### [SOURCE DATA]
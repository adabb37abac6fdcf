//! Output formatting utilities

use chrono::{DateTime, Utc};
use colored::{ColoredString, Colorize};
use comfy_table::{presets::UTF8_FULL_CONDENSED, ContentArrangement, Table};
use rust_decimal::Decimal;
use zescrow_core::DealStatus;

/// Print a success message
pub fn success(msg: &str) {
    println!("{}", msg.green());
}

/// Print an error message
pub fn error(msg: &str) {
    eprintln!("{}", msg.red());
}

/// Print a warning message
pub fn warning(msg: &str) {
    println!("{}", msg.yellow());
}

/// Print an info message
pub fn info(msg: &str) {
    println!("{}", msg.cyan());
}

/// Create a styled table
pub fn create_table() -> Table {
    let mut table = Table::new();
    table.load_preset(UTF8_FULL_CONDENSED);
    table.set_content_arrangement(ContentArrangement::Dynamic);
    table
}

/// Print any serializable value as pretty JSON
pub fn print_json<T: serde::Serialize>(value: &T) -> anyhow::Result<()> {
    println!("{}", serde_json::to_string_pretty(value)?);
    Ok(())
}

pub fn zec(amount: Decimal) -> String {
    format!("{} ZEC", amount)
}

pub fn timestamp(dt: &DateTime<Utc>) -> String {
    dt.format("%Y-%m-%d %H:%M").to_string()
}

/// Long ids and addresses shortened for tables
pub fn short(value: &str, keep: usize) -> String {
    if value.chars().count() <= keep {
        value.to_string()
    } else {
        format!("{}…", value.chars().take(keep).collect::<String>())
    }
}

pub fn status(status: DealStatus) -> ColoredString {
    match status {
        DealStatus::Created => status.as_str().cyan(),
        DealStatus::Submitted => status.as_str().blue(),
        DealStatus::Approved => status.as_str().green(),
        DealStatus::Disputed => status.as_str().yellow(),
        DealStatus::Completed => status.as_str().green().bold(),
        DealStatus::Cancelled => status.as_str().dimmed(),
    }
}

/// Format bytes as human-readable size
pub fn format_size(bytes: u64) -> String {
    const KB: u64 = 1024;
    const MB: u64 = KB * 1024;
    const GB: u64 = MB * 1024;

    if bytes >= GB {
        format!("{:.1} GB", bytes as f64 / GB as f64)
    } else if bytes >= MB {
        format!("{:.1} MB", bytes as f64 / MB as f64)
    } else if bytes >= KB {
        format!("{:.1} KB", bytes as f64 / KB as f64)
    } else {
        format!("{} bytes", bytes)
    }
}
//! Chain ports
//!
//! The escrow engine talks to three external systems: a Zcash wallet
//! backend that moves funds, a NEAR contract that mirrors each deal as an
//! intent, and an EVM vault contract that authorizes payouts. Adapters
//! implement these traits; services only ever see the traits.

use serde::{Deserialize, Serialize};

use crate::domain::amount::DEFAULT_FEE_ZATOSHI;
use crate::domain::result::{Error, Result};
use crate::domain::{EscrowIntent, Network, Pool, TxType, WalletBalance, WalletKeys};

/// A broadcast Zcash transfer
#[derive(Debug, Clone, PartialEq, Eq, Serialize, Deserialize)]
pub struct SentTransaction {
    pub tx_id: String,
    pub from_address: String,
}

/// Confirmation depth of a known transaction
#[derive(Debug, Clone, Copy, PartialEq, Eq, Serialize, Deserialize)]
pub struct TxConfirmation {
    pub confirmations: u32,
    pub block_height: Option<u64>,
}

/// Zcash wallet backend
pub trait ZcashChain: Send + Sync {
    fn network(&self) -> Network;

    fn create_wallet(&self, label: Option<&str>) -> Result<WalletKeys>;

    /// Importing the same seed twice yields the same wallet
    fn import_wallet(&self, seed_phrase: &str, label: Option<&str>) -> Result<WalletKeys>;

    fn balance(&self, wallet_id: &str) -> Result<WalletBalance>;

    /// Send `amount_zatoshi` to `to_address`; the fee is charged on top.
    fn send(
        &self,
        from_wallet_id: &str,
        to_address: &str,
        amount_zatoshi: i64,
        memo: Option<&str>,
    ) -> Result<SentTransaction>;

    /// `None` when the chain has never seen the transaction
    fn transaction_status(&self, tx_id: &str) -> Result<Option<TxConfirmation>>;

    /// Catch up with the chain and return the tip height
    fn sync(&self) -> Result<u64>;

    fn fee_zatoshi(&self) -> i64 {
        DEFAULT_FEE_ZATOSHI
    }

    /// Development faucet; real backends don't mint coins
    fn faucet(&self, _wallet_id: &str, _amount_zatoshi: i64, _pool: Pool) -> Result<()> {
        Err(Error::chain("Faucet is not available on this backend"))
    }
}

/// NEAR escrow intent contract
pub trait IntentRegistry: Send + Sync {
    /// Account allowed to resolve disputes
    fn owner_account(&self) -> String;

    fn create_intent(&self, intent: EscrowIntent) -> Result<EscrowIntent>;

    fn submit_work(&self, intent_id: &str, caller: &str, proof_link: &str) -> Result<()>;

    fn approve(&self, intent_id: &str, caller: &str) -> Result<()>;

    fn dispute(&self, intent_id: &str, caller: &str) -> Result<()>;

    fn cancel(&self, intent_id: &str, caller: &str) -> Result<()>;

    fn resolve(&self, intent_id: &str, caller: &str, complete: bool) -> Result<()>;

    fn get_intent(&self, intent_id: &str) -> Result<Option<EscrowIntent>>;

    fn user_intents(&self, account_id: &str) -> Result<Vec<EscrowIntent>>;

    fn total_intents(&self) -> Result<u64>;
}

/// A payout the vault contract is asked to sign off on
#[derive(Debug, Clone, PartialEq, Eq, Serialize, Deserialize)]
#[serde(rename_all = "camelCase")]
pub struct PayoutAuthorization {
    pub deal_id: String,
    pub intent_id: String,
    pub kind: TxType,
    pub recipient: String,
    pub amount_zatoshi: i64,
}

/// EVM vault contract guarding escrowed funds
pub trait VaultContract: Send + Sync {
    fn contract_address(&self) -> String;

    /// Zcash wallet that holds escrowed funds
    fn vault_wallet(&self) -> WalletKeys;

    /// Record the payout on the contract and return the EVM transaction hash.
    /// A deal has at most one payout kind; authorizing the same kind again
    /// returns the recorded hash.
    fn authorize_payout(&self, payout: &PayoutAuthorization) -> Result<String>;
}
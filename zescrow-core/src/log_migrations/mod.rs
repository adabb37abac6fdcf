//! Log database migrations - embedded SQL files
//!
//! Kept separate from the escrow schema because logs live in their own
//! DuckDB file.

pub const LOG_MIGRATIONS: &[(&str, &str)] = &[
    ("000_migrations.sql", include_str!("000_migrations.sql")),
    ("001_event_log.sql", include_str!("001_event_log.sql")),
];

### [YOUR INSTRUCTIONS]
From the very first line of the data through the line with "f64 / GB as f64)" in it, please reproduce each line exactly and output nothing more.

### [FINISHED EXERCISE]
repository adabb37abac6fdcf
//! Output formatting utilities

use chrono::{DateTime, Utc};
use colored::{ColoredString, Colorize};
use comfy_table::{presets::UTF8_FULL_CONDENSED, ContentArrangement, Table};
use rust_decimal::Decimal;
use zescrow_core::DealStatus;

/// Print a success message
pub fn success(msg: &str) {
    println!("{}", msg.green());
}

/// Print an error message
pub fn error(msg: &str) {
    eprintln!("{}", msg.red());
}

/// Print a warning message
pub fn warning(msg: &str) {
    println!("{}", msg.yellow());
}

/// Print an info message
pub fn info(msg: &str) {
    println!("{}", msg.cyan());
}

/// Create a styled table
pub fn create_table() -> Table {
    let mut table = Table::new();
    table.load_preset(UTF8_FULL_CONDENSED);
    table.set_content_arrangement(ContentArrangement::Dynamic);
    table
}

/// Print any serializable value as pretty JSON
pub fn print_json<T: serde::Serialize>(value: &T) -> anyhow::Result<()> {
    println!("{}", serde_json::to_string_pretty(value)?);
    Ok(())
}

pub fn zec(amount: Decimal) -> String {
    format!("{} ZEC", amount)
}

pub fn timestamp(dt: &DateTime<Utc>) -> String {
    dt.format("%Y-%m-%d %H:%M").to_string()
}

/// Long ids and addresses shortened for tables
pub fn short(value: &str, keep: usize) -> String {
    if value.chars().count() <= keep {
        value.to_string()
    } else {
        format!("{}…", value.chars().take(keep).collect::<String>())
    }
}

pub fn status(status: DealStatus) -> ColoredString {
    match status {
        DealStatus::Created => status.as_str().cyan(),
        DealStatus::Submitted => status.as_str().blue(),
        DealStatus::Approved => status.as_str().green(),
        DealStatus::Disputed => status.as_str().yellow(),
        DealStatus::Completed => status.as_str().green().bold(),
        DealStatus::Cancelled => status.as_str().dimmed(),
    }
}

/// Format bytes as human-readable size
pub fn format_size(bytes: u64) -> String {
    const KB: u64 = 1024;
    const MB: u64 = KB * 1024;
    const GB: u64 = MB * 1024;

    if bytes >= GB {
        format!("{:.1} GB", bytes as f64 / GB as f64)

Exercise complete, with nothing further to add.